Knowledge of hydration is essential for calculating the masses for many compounds. The reactivity of many salt-like solids is sensitive to the presence of water. The hydration and dehydration of salts is central to the use of phase-change materials for energy storage.[2]

Position in the crystal structure edit

Some hydrogen-bonding contacts in FeSO4·7H2O. This metal aquo complex crystallizes with water of hydration, which interacts with the sulfate and with the [Fe(H2O)6]2+ centers.

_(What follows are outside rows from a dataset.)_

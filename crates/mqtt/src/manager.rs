//! Assembly of client, kernel and supervisor.
//!
//! ```ignore
//! let manager = MqttManager::from_config(config)?;
//! let registrar = Arc::new(MyHook::new(manager.publisher()));
//! let publisher = manager.publisher();
//! let instance = manager.with_handler(registrar).build_and_start().await?;
//!
//! publisher.publish(&EndpointMetadata::retained("a/b"), "on")?;
//! instance.shutdown().await;
//! ```
//!
//! `build_and_start` returns as soon as the background tasks are spawned; it
//! does not wait for the broker. Until the first CONNACK, fire-and-forget
//! publishes are refused and only `publish_wait` messages are queued.

use std::{sync::Arc, time::Duration};

use rumqttc::{AsyncClient, EventLoop};
use tokio::{
    sync::{mpsc, watch},
    task::JoinHandle,
};
use tokio_util::sync::CancellationToken;
use tracing::{debug, error, info, warn};

use super::{
    client::ClientBuilder,
    config::Config,
    connection::ConnectionKernel,
    error::TransferError,
    publisher::Publisher,
    state::ConnectionState,
    supervisor::{SessionHandler, Supervisor},
};

/// How long `shutdown` waits for the kernel to flush DISCONNECT and exit.
const SHUTDOWN_GRACE: Duration = Duration::from_secs(3);

pub struct MqttManager {
    config: Config,
    client: AsyncClient,
    event_loop: EventLoop,
    handlers: Vec<Arc<dyn SessionHandler>>,
    cancel_token: CancellationToken,
    state_tx: watch::Sender<ConnectionState>,
}

impl MqttManager {
    /// Validates `config` and creates the client. Nothing is dialled yet.
    pub fn from_config(config: Config) -> Result<Self, TransferError> {
        let (client, event_loop) = ClientBuilder::from_config(&config)?.build()?;
        Ok(Self {
            config,
            client,
            event_loop,
            handlers: Vec::new(),
            cancel_token: CancellationToken::new(),
            state_tx: watch::channel(ConnectionState::Connecting).0,
        })
    }

    pub fn new(host: impl Into<String>, port: u16) -> Result<Self, TransferError> {
        Self::from_config(Config {
            host: host.into(),
            port,
            ..Default::default()
        })
    }

    /// Publisher bound to this manager's client and connection state. Usable
    /// before the kernel starts, so session handlers can be built with one.
    pub fn publisher(&self) -> Publisher {
        Publisher::new(self.client.clone(), self.state_tx.subscribe())
    }

    /// Registers a hook that runs on every successful connect.
    pub fn with_handler(mut self, handler: Arc<dyn SessionHandler>) -> Self {
        self.handlers.push(handler);
        self
    }

    pub fn config(&self) -> &Config {
        &self.config
    }

    /// Spawns the supervisor and the connection kernel.
    pub async fn build_and_start(self) -> Result<MqttInstance, TransferError> {
        info!(
            host = %self.config.host,
            port = self.config.port,
            client_id = %self.config.client_id,
            handlers = self.handlers.len(),
            "Starting MQTT session"
        );

        let (events_tx, events_rx) = mpsc::unbounded_channel();

        let mut supervisor = Supervisor::new(events_rx, self.cancel_token.clone());
        for handler in self.handlers {
            supervisor.register(handler);
        }

        let kernel = ConnectionKernel::new(
            self.client.clone(),
            self.event_loop,
            self.config.backoff(),
            self.cancel_token.clone(),
        )
        .with_session_events(events_tx)
        .with_state(self.state_tx.clone());
        let state_rx = self.state_tx.subscribe();

        // Handlers are in place before the first poll.
        let supervisor_task = supervisor.spawn();
        let kernel_task = tokio::spawn(async move {
            if let Err(e) = kernel.run().await {
                error!("MQTT connection kernel stopped: {e}");
            }
        });

        Ok(MqttInstance {
            state_rx,
            cancel_token: self.cancel_token,
            kernel_task,
            supervisor_task,
        })
    }
}

/// Running MQTT session returned by [`MqttManager::build_and_start`].
pub struct MqttInstance {
    state_rx: watch::Receiver<ConnectionState>,
    cancel_token: CancellationToken,
    kernel_task: JoinHandle<()>,
    supervisor_task: JoinHandle<()>,
}

impl MqttInstance {
    pub fn is_connected(&self) -> bool {
        self.state_rx.borrow().is_connected()
    }

    /// Stops the session. The kernel sends DISCONNECT if connected; each
    /// background task gets at most the grace period to exit.
    pub async fn shutdown(self) {
        self.cancel_token.cancel();

        match tokio::time::timeout(SHUTDOWN_GRACE, self.kernel_task).await {
            Ok(Ok(())) => debug!("Connection kernel stopped"),
            Ok(Err(e)) => warn!("Connection kernel task failed: {e}"),
            Err(_) => warn!("Connection kernel did not stop within {SHUTDOWN_GRACE:?}"),
        }

        // A handler may be parked in `publish_wait`.
        let supervisor = self.supervisor_task.abort_handle();
        match tokio::time::timeout(SHUTDOWN_GRACE, self.supervisor_task).await {
            Ok(Ok(())) => debug!("Supervisor stopped"),
            Ok(Err(e)) => warn!("Supervisor task failed: {e}"),
            Err(_) => {
                warn!("Supervisor did not stop within {SHUTDOWN_GRACE:?}, aborting");
                supervisor.abort();
            }
        }
        info!("MQTT session closed");
    }
}
//! Probing schedule, discovery metadata and device entries.

use std::time::Duration;

use serde::{Deserialize, Serialize};
use validator::{Validate, ValidationError};

/// How and how often devices are probed.
///
/// ```toml
/// [scan]
/// interval = 60        # seconds between the end of one cycle and the next
/// probe_timeout = 1    # seconds to wait for each echo reply
/// probe_count = 1
/// concurrency = 50
/// ping_command = "ping"
/// ```
#[derive(Debug, Clone, Serialize, Deserialize, Validate)]
#[serde(default)]
pub struct ScanConfig {
    #[validate(range(
        min = 1,
        max = 86400,
        message = "Scan interval must be between 1 second and 1 day"
    ))]
    pub interval: u64,

    #[validate(range(
        min = 1,
        max = 60,
        message = "Probe timeout must be between 1 and 60 seconds"
    ))]
    pub probe_timeout: u64,

    #[validate(range(min = 1, max = 10, message = "Probe count must be between 1 and 10"))]
    pub probe_count: u32,

    /// Maximum number of probes in flight.
    #[validate(range(
        min = 1,
        max = 1024,
        message = "Concurrency must be between 1 and 1024"
    ))]
    pub concurrency: usize,

    /// Extra time, in milliseconds, granted to the probe process on top of
    /// its own timeout before it is killed.
    #[validate(range(max = 10000, message = "Probe grace must not exceed 10000 ms"))]
    pub probe_grace_ms: u64,

    #[validate(custom(function = "validate_command"))]
    pub ping_command: String,
}

fn validate_command(command: &str) -> Result<(), ValidationError> {
    if command.trim().is_empty() {
        let mut err = ValidationError::new("empty_command");
        err.message = Some("Ping command must not be empty".into());
        return Err(err);
    }
    Ok(())
}

impl ScanConfig {
    pub fn interval(&self) -> Duration {
        Duration::from_secs(self.interval)
    }

    pub fn probe_timeout(&self) -> Duration {
        Duration::from_secs(self.probe_timeout)
    }

    /// Hard bound on a single probe: every echo may use its full timeout,
    /// plus the grace period.
    pub fn probe_deadline(&self) -> Duration {
        self.probe_timeout() * self.probe_count + Duration::from_millis(self.probe_grace_ms)
    }
}

impl Default for ScanConfig {
    fn default() -> Self {
        ScanConfig {
            interval: 60,
            probe_timeout: 1,
            probe_count: 1,
            concurrency: 50,
            probe_grace_ms: 500,
            ping_command: "ping".to_string(),
        }
    }
}

/// Home Assistant MQTT discovery settings.
///
/// `base_topic` also roots the state topics, so changing it moves every
/// `<base_topic>/<slug>/state` as well.
#[derive(Debug, Clone, Serialize, Deserialize, Validate)]
#[serde(default)]
pub struct DiscoveryConfig {
    #[validate(custom(function = "validate_topic_level"))]
    pub prefix: String,

    #[validate(custom(function = "validate_topic_level"))]
    pub base_topic: String,

    /// Prepended to each device name to form the entity name.
    pub name_prefix: String,

    #[validate(length(min = 1, message = "Device name must not be empty"))]
    pub device_name: String,

    pub manufacturer: String,
    pub model: String,
}

/// A single, non-empty topic level without wildcards or separators.
fn validate_topic_level(level: &str) -> Result<(), ValidationError> {
    if level.is_empty() || level.contains(['/', '+', '#']) {
        let mut err = ValidationError::new("invalid_topic_level");
        err.message = Some(format!("Invalid topic level: '{level}'").into());
        return Err(err);
    }
    Ok(())
}

impl Default for DiscoveryConfig {
    fn default() -> Self {
        DiscoveryConfig {
            prefix: "homeassistant".to_string(),
            base_topic: "iot_checker".to_string(),
            name_prefix: "IoT ".to_string(),
            device_name: "IoT Network Checker".to_string(),
            manufacturer: "IoT Checker".to_string(),
            model: "Ping Checker".to_string(),
        }
    }
}

/// A device as written in the configuration file.
///
/// Both fields are optional so that one bad entry does not make the whole file
/// unreadable; entries are validated when the device list is built.
#[derive(Debug, Clone, Default, PartialEq, Eq, Serialize, Deserialize)]
pub struct DeviceEntry {
    #[serde(default)]
    pub name: Option<String>,

    /// IPv4/IPv6 literal or hostname.
    #[serde(default)]
    pub ip: Option<String>,
}

impl DeviceEntry {
    pub fn new(name: impl Into<String>, ip: impl Into<String>) -> Self {
        Self {
            name: Some(name.into()),
            ip: Some(ip.into()),
        }
    }
}
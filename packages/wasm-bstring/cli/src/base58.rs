use anyhow::{Context, Result};
use clap::Subcommand;
use wasm_bstring::address::base58;

use crate::input::{decode_hex, read_arg};

#[derive(Subcommand)]
pub enum Base58Command {
    /// Encode bytes (hex) as base58
    Encode {
        /// Data as hex (use '-' to read from stdin)
        data: String,
    },
    /// Decode a base58 string to bytes (hex)
    Decode {
        /// The base58 string (use '-' to read from stdin)
        text: String,
    },
    /// Check whether a string is valid base58
    Test {
        /// The string to check (use '-' to read from stdin)
        text: String,
    },
}

pub fn handle_command(command: Base58Command) -> Result<String> {
    match command {
        Base58Command::Encode { data } => {
            let data = decode_hex(&read_arg(data)?, "data")?;
            log::debug!("base58 encoding {} bytes", data.len());
            Ok(base58::encode(&data))
        }
        Base58Command::Decode { text } => {
            let text = read_arg(text)?;
            log::debug!("base58 decoding {:?}", text);
            let data = base58::decode(&text).context("Failed to decode base58 string")?;
            Ok(hex::encode(data))
        }
        Base58Command::Test { text } => {
            let text = read_arg(text)?;
            Ok(base58::test(&text).to_string())
        }
    }
}
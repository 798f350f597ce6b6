//! Bech32 encoding/decoding for witness addresses.
//!
//! Uses the original BIP 173 checksum (constant `1`) for all witness versions:
//! - BIP 173: https://github.com/bitcoin/bips/blob/master/bip-0173.mediawiki
//!
//! Checksumming and HRP validation come from the `bech32` crate primitives.
//! There are two layers:
//! - [`serialize`] / [`deserialize`] handle any `hrp1<data><checksum>` string.
//! - [`encode`] / [`decode`] add the witness rules on top: the first data value is
//!   the witness version (0-16) and the rest regroups into a 2-40 byte program.

use super::bits::{self, ConvertError};
use bech32::primitives::decode::{
    CharError, CheckedHrpstring, CheckedHrpstringError, ChecksumError, UncheckedHrpstringError,
};
use bech32::primitives::hrp;
use bech32::{Bech32, ByteIterExt, Fe32, Fe32IterExt, Hrp};
use std::fmt;

/// Maximum length of a bech32 string, separator and checksum included
pub const MAX_LENGTH: usize = 90;

const MIN_LENGTH: usize = 8;
const CHECKSUM_LENGTH: usize = 6;
const SEPARATOR: char = '1';

/// A decoded witness address
#[derive(Debug, Clone, PartialEq, Eq)]
pub struct Bech32Address {
    /// Human-readable part, lowercase
    pub hrp: String,
    /// Witness version (0-16)
    pub version: u8,
    /// Witness program (2-40 bytes)
    pub program: Vec<u8>,
}

#[derive(Debug, Clone, PartialEq, Eq)]
pub enum Bech32Error {
    InvalidLength(usize),
    InvalidCase,
    InvalidCharacter(char),
    NoSeparator,
    InvalidPrefix,
    ChecksumMismatch,
    EmptyData,
    InvalidWitnessVersion,
    InvalidProgramLength(usize),
    InvalidPadding,
}

impl fmt::Display for Bech32Error {
    fn fmt(&self, f: &mut fmt::Formatter<'_>) -> fmt::Result {
        match self {
            Bech32Error::InvalidLength(len) => write!(f, "Invalid bech32 string length: {}", len),
            Bech32Error::InvalidCase => write!(f, "Invalid bech32 casing"),
            Bech32Error::InvalidCharacter(c) => write!(f, "Invalid bech32 character: {:?}", c),
            Bech32Error::NoSeparator => write!(f, "Invalid bech32 separator position"),
            Bech32Error::InvalidPrefix => write!(f, "Invalid bech32 human-readable part"),
            Bech32Error::ChecksumMismatch => write!(f, "Invalid bech32 checksum"),
            Bech32Error::EmptyData => write!(f, "Empty bech32 data section"),
            Bech32Error::InvalidWitnessVersion => write!(f, "Invalid witness version"),
            Bech32Error::InvalidProgramLength(len) => {
                write!(f, "Invalid witness program length: {}", len)
            }
            Bech32Error::InvalidPadding => write!(f, "Invalid bech32 padding"),
        }
    }
}

impl std::error::Error for Bech32Error {}

impl From<ConvertError> for Bech32Error {
    fn from(_: ConvertError) -> Self {
        Bech32Error::InvalidPadding
    }
}

impl From<hrp::Error> for Bech32Error {
    fn from(err: hrp::Error) -> Self {
        match err {
            hrp::Error::Empty => Bech32Error::NoSeparator,
            hrp::Error::MixedCase => Bech32Error::InvalidCase,
            hrp::Error::NonAsciiChar(c) => Bech32Error::InvalidCharacter(c),
            hrp::Error::InvalidAsciiByte(b) => Bech32Error::InvalidCharacter(char::from(b)),
            _ => Bech32Error::InvalidPrefix,
        }
    }
}

impl From<CheckedHrpstringError> for Bech32Error {
    fn from(err: CheckedHrpstringError) -> Self {
        match err {
            CheckedHrpstringError::Parse(UncheckedHrpstringError::Char(err)) => match err {
                CharError::InvalidChar(c) => Bech32Error::InvalidCharacter(c),
                CharError::MixedCase => Bech32Error::InvalidCase,
                _ => Bech32Error::NoSeparator,
            },
            CheckedHrpstringError::Parse(UncheckedHrpstringError::Hrp(err)) => err.into(),
            CheckedHrpstringError::Checksum(ChecksumError::CodeLength(err)) => {
                Bech32Error::InvalidLength(err.encoded_length)
            }
            // fewer than six characters after the separator
            CheckedHrpstringError::Checksum(ChecksumError::InvalidLength) => {
                Bech32Error::NoSeparator
            }
            _ => Bech32Error::ChecksumMismatch,
        }
    }
}

type Result<T> = std::result::Result<T, Bech32Error>;

/// Build `hrp1<data><checksum>` from 5-bit data values.
///
/// The HRP must be non-empty printable ASCII without uppercase letters and the
/// result must not exceed [`MAX_LENGTH`] characters.
pub fn serialize(hrp: &str, data: &[Fe32]) -> Result<String> {
    if hrp.bytes().any(|b| b.is_ascii_uppercase()) {
        return Err(Bech32Error::InvalidPrefix);
    }
    let hrp = Hrp::parse(hrp).map_err(|_| Bech32Error::InvalidPrefix)?;

    let length = hrp.len() + 1 + data.len() + CHECKSUM_LENGTH;
    if length > MAX_LENGTH {
        return Err(Bech32Error::InvalidLength(length));
    }

    Ok(data
        .iter()
        .copied()
        .with_checksum::<Bech32>(&hrp)
        .chars()
        .collect())
}

/// Split and verify a bech32 string.
///
/// Returns the lowercase HRP and the data values with the checksum stripped.
/// No witness rules are applied, so `A12UEL5L` is accepted with an empty data part.
///
/// The length is checked first, then characters and case, then the checksum; a
/// mixed-case string of the wrong length fails with [`Bech32Error::InvalidLength`].
pub fn deserialize(text: &str) -> Result<(String, Vec<Fe32>)> {
    if text.len() < MIN_LENGTH || text.len() > MAX_LENGTH {
        return Err(Bech32Error::InvalidLength(text.len()));
    }

    let checked = CheckedHrpstring::new::<Bech32>(text)?;

    let data = checked
        .data_part_ascii_no_checksum()
        .iter()
        .map(|&b| {
            let c = char::from(b);
            Fe32::from_char(c).map_err(|_| Bech32Error::InvalidCharacter(c))
        })
        .collect::<Result<Vec<_>>>()?;

    Ok((checked.hrp().to_lowercase(), data))
}

fn check_program_length(version: u8, length: usize) -> Result<()> {
    if !(2..=40).contains(&length) {
        return Err(Bech32Error::InvalidProgramLength(length));
    }
    if version == 0 && length != 20 && length != 32 {
        return Err(Bech32Error::InvalidProgramLength(length));
    }
    Ok(())
}

/// Encode a witness program as a bech32 address.
pub fn encode(hrp: &str, version: u8, program: &[u8]) -> Result<String> {
    if version > 16 {
        return Err(Bech32Error::InvalidWitnessVersion);
    }
    check_program_length(version, program.len())?;

    let mut data = Vec::with_capacity(1 + (program.len() * 8 + 4) / 5);
    data.push(bits::fe(version)?);
    data.extend(program.iter().copied().bytes_to_fes());

    serialize(hrp, &data)
}

/// Decode a bech32 witness address.
pub fn decode(address: &str) -> Result<Bech32Address> {
    let (hrp, data) = deserialize(address)?;

    let (version, program) = data.split_first().ok_or(Bech32Error::EmptyData)?;
    let version = version.to_u8();
    if version > 16 {
        return Err(Bech32Error::InvalidWitnessVersion);
    }

    let program = bits::fes_to_bytes(program)?;
    check_program_length(version, program.len())?;

    Ok(Bech32Address {
        hrp,
        version,
        program,
    })
}

/// Check whether `address` decodes as a witness address.
pub fn test(address: &str) -> bool {
    decode(address).is_ok()
}

/// Cheap shape check: single case, 8-90 characters, a 1-3 letter HRP and a
/// charset-only data part.
///
/// The checksum is not verified; use [`test`] for that.
pub fn looks_like_bech32(text: &str) -> bool {
    if text.len() < MIN_LENGTH || text.len() > MAX_LENGTH {
        return false;
    }
    if text.to_ascii_lowercase() != text && text.to_ascii_uppercase() != text {
        return false;
    }
    let Some((hrp, data)) = text.split_once(SEPARATOR) else {
        return false;
    };
    (1..=3).contains(&hrp.len())
        && hrp.bytes().all(|b| b.is_ascii_alphabetic())
        && !data.is_empty()
        && bits::parse_fes(&data.to_ascii_lowercase()).is_ok()
}
use crate::address::cashaddr::{self, CashAddrError};
use crate::try_into_js_value::TryIntoJsValue;
use wasm_bindgen::prelude::wasm_bindgen;
use wasm_bindgen::{JsError, JsValue};

fn parse_address_type(value: i32) -> Result<u8, CashAddrError> {
    u8::try_from(value).map_err(|_| CashAddrError::InvalidType)
}

#[wasm_bindgen]
pub fn cashaddr_encode(prefix: &str, address_type: i32, hash: &[u8]) -> Result<String, JsError> {
    let address_type = parse_address_type(address_type)?;
    cashaddr::encode(prefix, address_type, hash).map_err(JsError::from)
}

/// Returns `{ prefix: string, type: number, hash: Uint8Array }`
#[wasm_bindgen]
pub fn cashaddr_decode(address: &str, default_prefix: &str) -> Result<JsValue, JsError> {
    cashaddr::decode(address, default_prefix)?.try_to_js_value()
}

#[wasm_bindgen]
pub fn cashaddr_test(address: &str, default_prefix: &str) -> bool {
    cashaddr::test(address, default_prefix)
}
//! Binary-to-text encodings used for cryptocurrency addresses.
//!
//! # Supported Formats
//!
//! - **Base58**: plain big-integer base conversion with leading-zero preservation
//!   (no Base58Check checksum or version byte)
//! - **Bech32**: BIP 173 witness addresses (`hrp1...`)
//! - **Cashaddr**: Bitcoin Cash and eCash addresses (`prefix:...`)
//!
//! All functions are pure, whole-buffer transforms. Decoders validate eagerly and
//! return the first violated rule; nothing is returned on failure.
//!
//! # Examples
//!
//! ```rust
//! use wasm_bstring::address::{base58, bech32, cashaddr};
//!
//! assert_eq!(base58::encode(&[0, 0x61]), "12g");
//!
//! let address = bech32::decode("bc1qw508d6qejxtdg4y5r3zarvary0c5xw7kv8f3t4").unwrap();
//! assert_eq!(address.version, 0);
//!
//! let address =
//!     cashaddr::decode("qpm2qsznhks23z7629mms6s4cwef74vcwvy22gdx6a", "bitcoincash").unwrap();
//! assert_eq!(address.prefix, "bitcoincash");
//! ```

pub mod base58;
pub mod bech32;
pub mod bits;
pub mod cashaddr;

pub use self::base58::Base58Error;
pub use self::bech32::{Bech32Address, Bech32Error};
pub use self::bits::ConvertError;
pub use self::cashaddr::{CashAddrAddress, CashAddrError};

/// 5-bit field element used for bech32 and cashaddr data parts
pub use ::bech32::Fe32;
use crate::address::{Bech32Address, CashAddrAddress};
use wasm_bindgen::{JsError, JsValue};

pub(crate) trait TryIntoJsValue {
    fn try_to_js_value(&self) -> Result<JsValue, JsError>;
}

macro_rules! js_obj {
    ( $( $key:expr => $value:expr ),* ) => {{
        let obj = js_sys::Object::new();
        $(
            js_sys::Reflect::set(&obj, &$key.into(), &$value.try_to_js_value()?.into())
                .map_err(|_| JsError::new("Failed to set object property"))?;
        )*
        Ok(Into::<JsValue>::into(obj)) as Result<JsValue, JsError>
    }};
}

impl TryIntoJsValue for String {
    fn try_to_js_value(&self) -> Result<JsValue, JsError> {
        Ok(JsValue::from_str(self))
    }
}

impl TryIntoJsValue for u8 {
    fn try_to_js_value(&self) -> Result<JsValue, JsError> {
        Ok(JsValue::from_f64(*self as f64))
    }
}

// bytes cross the boundary as a Uint8Array, not as an array of numbers
impl TryIntoJsValue for Vec<u8> {
    fn try_to_js_value(&self) -> Result<JsValue, JsError> {
        Ok(js_sys::Uint8Array::from(self.as_slice()).into())
    }
}

impl TryIntoJsValue for Bech32Address {
    fn try_to_js_value(&self) -> Result<JsValue, JsError> {
        js_obj!(
            "hrp" => self.hrp,
            "version" => self.version,
            "hash" => self.program
        )
    }
}

impl TryIntoJsValue for CashAddrAddress {
    fn try_to_js_value(&self) -> Result<JsValue, JsError> {
        js_obj!(
            "prefix" => self.prefix,
            "type" => self.address_type,
            "hash" => self.hash
        )
    }
}
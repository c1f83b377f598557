//! Host document abstraction
//!
//! Renderers bind to containers owned by the host (a DOM, a native view hierarchy, or
//! nothing at all when running headless). The only things a renderer needs to know are
//! whether a container exists and what its laid-out size is.

use crate::coords::ScreenSize;
use std::collections::HashMap;
use std::sync::Mutex;

/// Opaque handle to a host element that may not carry an id yet
#[derive(Clone, Copy, Debug, PartialEq, Eq, Hash)]
pub struct NodeId(pub u64);

/// How a caller points at a map container
#[derive(Clone, Debug, PartialEq, Eq)]
pub enum ContainerRef {
    Id(String),
    Node(NodeId),
}

impl From<&str> for ContainerRef {
    fn from(id: &str) -> Self {
        ContainerRef::Id(id.to_string())
    }
}

impl From<String> for ContainerRef {
    fn from(id: String) -> Self {
        ContainerRef::Id(id)
    }
}

pub trait ContainerHost: Send + Sync {
    /// Current layout size of the container, `None` when it is not in the document
    fn container_size(&self, id: &str) -> Option<ScreenSize>;

    /// Id carried by an element, if any
    fn element_id(&self, node: NodeId) -> Option<String>;

    /// Give an element a stable id
    fn assign_element_id(&self, node: NodeId, id: &str);
}

#[derive(Debug, Default)]
struct HostState {
    containers: HashMap<String, ScreenSize>,
    nodes: HashMap<NodeId, Option<String>>,
    node_sizes: HashMap<NodeId, ScreenSize>,
    /// Size checks still answered with zero before the real size shows up
    layout_delay: HashMap<String, u32>,
}

/// In-memory host with fixed container sizes
#[derive(Debug, Default)]
pub struct StaticHost {
    state: Mutex<HostState>,
}

impl StaticHost {
    pub fn new() -> Self {
        Self::default()
    }

    /// Host with a single laid-out container
    pub fn with_container(id: &str, size: ScreenSize) -> Self {
        let host = Self::new();
        host.set_container(id, size);
        host
    }

    pub fn set_container(&self, id: &str, size: ScreenSize) {
        self.lock().containers.insert(id.to_string(), size);
    }

    pub fn remove_container(&self, id: &str) {
        self.lock().containers.remove(id);
    }

    /// Report a zero size for the next `checks` queries of `id`
    pub fn delay_layout(&self, id: &str, checks: u32) {
        self.lock().layout_delay.insert(id.to_string(), checks);
    }

    /// Add an element without an id
    pub fn add_node(&self, node: NodeId, size: ScreenSize) {
        let mut state = self.lock();
        state.nodes.insert(node, None);
        state.node_sizes.insert(node, size);
    }

    fn lock(&self) -> std::sync::MutexGuard<'_, HostState> {
        self.state.lock().unwrap_or_else(|poisoned| poisoned.into_inner())
    }
}

impl ContainerHost for StaticHost {
    fn container_size(&self, id: &str) -> Option<ScreenSize> {
        let mut state = self.lock();
        let size = state.containers.get(id).copied()?;
        if let Some(remaining) = state.layout_delay.get_mut(id)
            && *remaining > 0
        {
            *remaining -= 1;
            return Some(ScreenSize::default());
        }
        Some(size)
    }

    fn element_id(&self, node: NodeId) -> Option<String> {
        self.lock().nodes.get(&node).cloned().flatten()
    }

    fn assign_element_id(&self, node: NodeId, id: &str) {
        let mut state = self.lock();
        let size = state.node_sizes.get(&node).copied().unwrap_or_default();
        state.nodes.insert(node, Some(id.to_string()));
        state.containers.insert(id.to_string(), size);
    }
}

/// `map-` followed by seven random alphanumerics
pub fn generate_container_id() -> String {
    let raw = uuid::Uuid::new_v4().simple().to_string();
    format!("map-{}", &raw[..7])
}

A salt with associated water of crystallization is known as a hydrate. The structure of hydrates can be quite elaborate, because of the existence of hydrogen bonds that define polymeric structures.[3] [4] Historically, the structures of many hydrates were unknown, and the dot in the formula of a hydrate was employed to specify the composition without indicating how the water is bound. Per IUPAC's recommendations, the middle dot is not surrounded by spaces when indicating a chemical adduct.[5] Examples:

  • CuSO4·5H2O – copper(II) sulfate pentahydrate
  • CoCl2·6H2O – cobalt(II) chloride hexahydrate
  • SnCl2·2H2O – tin(II) (or stannous) chloride dihydrate

For many salts, the exact bonding of the water is unimportant because the water molecules are made labile upon dissolution. For example, an aqueous solution prepared from CuSO4·5H2O and anhydrous CuSO4 behave identically. Therefore, knowledge of the degree of hydration is important only for determining the equivalent weight: one mole of CuSO4·5H2O weighs more than one mole of CuSO4. In some cases, the degree of hydration can be critical to the resulting chemical properties. For example, anhydrous RhCl3 is not soluble in water and is relatively useless in organometallic chemistry whereas RhCl3·3H2O is versatile. Similarly, hydrated AlCl3 is a poor Lewis acid and thus inactive as a catalyst for Friedel-Crafts reactions. Samples of AlCl3 must therefore be protected from atmospheric moisture to preclude the formation of hydrates.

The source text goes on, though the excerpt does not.